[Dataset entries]

--

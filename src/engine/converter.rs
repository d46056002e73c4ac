// src/engine/converter.rs
//
// The Conversion Function seam and the default image converter.
//
// Converters must never partially overwrite the destination and must leave the
// source untouched. write_atomically() gives every converter that guarantee:
// bytes go to a temp file in the target directory which is renamed over the
// destination only once fully written and synced.

use crate::engine::{heif, metadata, MAX_DIMENSION, MAX_PIXELS};
use crate::error::BatchError;
use crate::task::{ConversionOptions, OutputFormat, Task};
use image::codecs::jpeg::JpegEncoder;
use image::{DynamicImage, ExtendedColorType, ImageReader};
use memmap2::Mmap;
use std::borrow::Cow;
use std::fs::File;
use std::io::{Cursor, Write};
use std::path::Path;
use tempfile::NamedTempFile;

/// Sizes reported by a successful conversion.
#[derive(Clone, Copy, Debug, Default, PartialEq, Eq)]
pub struct Converted {
    pub bytes_in: u64,
    pub bytes_out: u64,
}

/// Executes one task. Called concurrently from many workers with distinct
/// tasks; may be slow and may panic (panics become InternalFault results).
pub trait Converter: Send + Sync {
    fn convert(&self, task: &Task) -> Result<Converted, BatchError>;
}

impl<F> Converter for F
where
    F: Fn(&Task) -> Result<Converted, BatchError> + Send + Sync,
{
    fn convert(&self, task: &Task) -> Result<Converted, BatchError> {
        self(task)
    }
}

/// Source extensions ImageConverter can decode in this build.
#[cfg(feature = "heif")]
const DECODABLE_EXTENSIONS: &[&str] = &["heic", "heif", "jpg", "jpeg", "png", "webp"];
#[cfg(not(feature = "heif"))]
const DECODABLE_EXTENSIONS: &[&str] = &["jpg", "jpeg", "png", "webp"];

/// Decode with the image crate (or libheif for HEIF sources), encode to the
/// task's format.
#[derive(Clone, Copy, Debug, Default)]
pub struct ImageConverter;

impl ImageConverter {
    pub fn decodable_extensions() -> &'static [&'static str] {
        DECODABLE_EXTENSIONS
    }

    /// Case-insensitive; a leading dot is ignored.
    pub fn decodes_extension(extension: &str) -> bool {
        let extension = extension.trim().trim_start_matches('.');
        DECODABLE_EXTENSIONS
            .iter()
            .any(|known| known.eq_ignore_ascii_case(extension))
    }
}

impl Converter for ImageConverter {
    fn convert(&self, task: &Task) -> Result<Converted, BatchError> {
        let source = task.source();
        let data = map_source(source)?;
        let bytes_in = data.len() as u64;
        let encoded = convert_bytes(&data, task.options(), &source.display().to_string())?;
        let bytes_out = write_atomically(task.destination(), &encoded)?;
        Ok(Converted {
            bytes_in,
            bytes_out,
        })
    }
}

fn map_source(path: &Path) -> Result<Mmap, BatchError> {
    let display = || path.display().to_string();
    let file = File::open(path).map_err(|e| {
        if e.kind() == std::io::ErrorKind::NotFound {
            BatchError::source_not_found(display())
        } else {
            BatchError::read_failed(display(), e)
        }
    })?;
    let len = file
        .metadata()
        .map_err(|e| BatchError::read_failed(display(), e))?
        .len();
    if len == 0 {
        return Err(BatchError::decode_failed(display(), "file is empty"));
    }
    // Safety: the source is only read. If another process truncates it while
    // mapped, decoding may fail or the OS may raise SIGBUS.
    unsafe { Mmap::map(&file) }.map_err(|e| BatchError::read_failed(display(), e))
}

/// Decode `data`, re-encode it per `options` and carry metadata over.
/// `label` names the source in errors.
pub fn convert_bytes(
    data: &[u8],
    options: &ConversionOptions,
    label: &str,
) -> Result<Vec<u8>, BatchError> {
    // img-parts cannot read HEIF containers, so libheif hands back its metadata
    let (img, heif_metadata) = if heif::is_heif(data) {
        let (img, carried) = heif::decode(data, label)?;
        (img, Some(carried))
    } else {
        ensure_dimensions_safe(data)
            .map_err(|reason| BatchError::decode_failed(label.to_string(), reason))?;
        let img = image::load_from_memory(data)
            .map_err(|e| BatchError::decode_failed(label.to_string(), e.to_string()))?;
        (img, None)
    };

    let encoded = encode(&img, options.format, options.quality)?;
    if !options.preserve_metadata {
        return Ok(encoded);
    }
    let carried = heif_metadata.unwrap_or_else(|| metadata::extract(data));
    metadata::embed(encoded, &carried, options.format)
}

/// Reject images whose header declares dimensions beyond the security limits.
pub fn check_dimensions(width: u32, height: u32) -> Result<(), String> {
    if width > MAX_DIMENSION || height > MAX_DIMENSION {
        return Err(format!(
            "dimension {} exceeds limit {MAX_DIMENSION}",
            width.max(height)
        ));
    }
    let pixels = width as u64 * height as u64;
    if pixels > MAX_PIXELS {
        return Err(format!("pixel count {pixels} exceeds limit {MAX_PIXELS}"));
    }
    Ok(())
}

/// Inspect the header and check dimensions before decoding.
/// Headers the image crate cannot read are left for the decoder to report.
fn ensure_dimensions_safe(bytes: &[u8]) -> Result<(), String> {
    if let Ok(reader) = ImageReader::new(Cursor::new(bytes)).with_guessed_format() {
        if let Ok((width, height)) = reader.into_dimensions() {
            return check_dimensions(width, height);
        }
    }
    Ok(())
}

/// Encode an image into the given format.
pub fn encode(img: &DynamicImage, format: OutputFormat, quality: u8) -> Result<Vec<u8>, BatchError> {
    let mut buf = Vec::new();
    match format {
        OutputFormat::Jpeg => {
            // JPEG has no alpha channel; avoid the copy when already RGB8
            let rgb: Cow<'_, image::RgbImage> = match img {
                DynamicImage::ImageRgb8(rgb) => Cow::Borrowed(rgb),
                _ => Cow::Owned(img.to_rgb8()),
            };
            let (w, h) = rgb.dimensions();
            let mut encoder = JpegEncoder::new_with_quality(&mut buf, quality.clamp(1, 100));
            encoder
                .encode(rgb.as_raw(), w, h, ExtendedColorType::Rgb8)
                .map_err(|e| BatchError::encode_failed("jpeg", e.to_string()))?;
        }
        OutputFormat::Png => {
            img.write_to(&mut Cursor::new(&mut buf), format.image_format())
                .map_err(|e| BatchError::encode_failed("png", e.to_string()))?;
        }
        OutputFormat::WebP => {
            // image's WebP encoder is lossless and wants 8-bit RGBA
            let rgba = DynamicImage::ImageRgba8(img.to_rgba8());
            rgba.write_to(&mut Cursor::new(&mut buf), format.image_format())
                .map_err(|e| BatchError::encode_failed("webp", e.to_string()))?;
        }
    }
    Ok(buf)
}

/// Write `data` to `path` atomically. Returns the number of bytes written.
pub fn write_atomically(path: &Path, data: &[u8]) -> Result<u64, BatchError> {
    let output_dir = path
        .parent()
        .filter(|p| !p.as_os_str().is_empty())
        .unwrap_or_else(|| Path::new("."));
    std::fs::create_dir_all(output_dir)
        .map_err(|e| BatchError::write_failed(output_dir.display().to_string(), e))?;

    // Same directory as the target so the rename never crosses filesystems
    let mut temp_file = NamedTempFile::new_in(output_dir)
        .map_err(|e| BatchError::write_failed(output_dir.display().to_string(), e))?;

    let temp_path = temp_file.path().to_path_buf();
    temp_file
        .write_all(data)
        .map_err(|e| BatchError::write_failed(temp_path.display().to_string(), e))?;
    temp_file
        .as_file_mut()
        .sync_all()
        .map_err(|e| BatchError::write_failed(temp_path.display().to_string(), e))?;

    // tempfile removes the temp file if persist fails
    temp_file
        .persist(path)
        .map_err(|e| BatchError::write_failed(path.display().to_string(), e.error))?;

    Ok(data.len() as u64)
}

--

● Problem to solve:
Across the data above, how many lines carry the word "width"? Only the number is needed.

● Response for this exercise:
6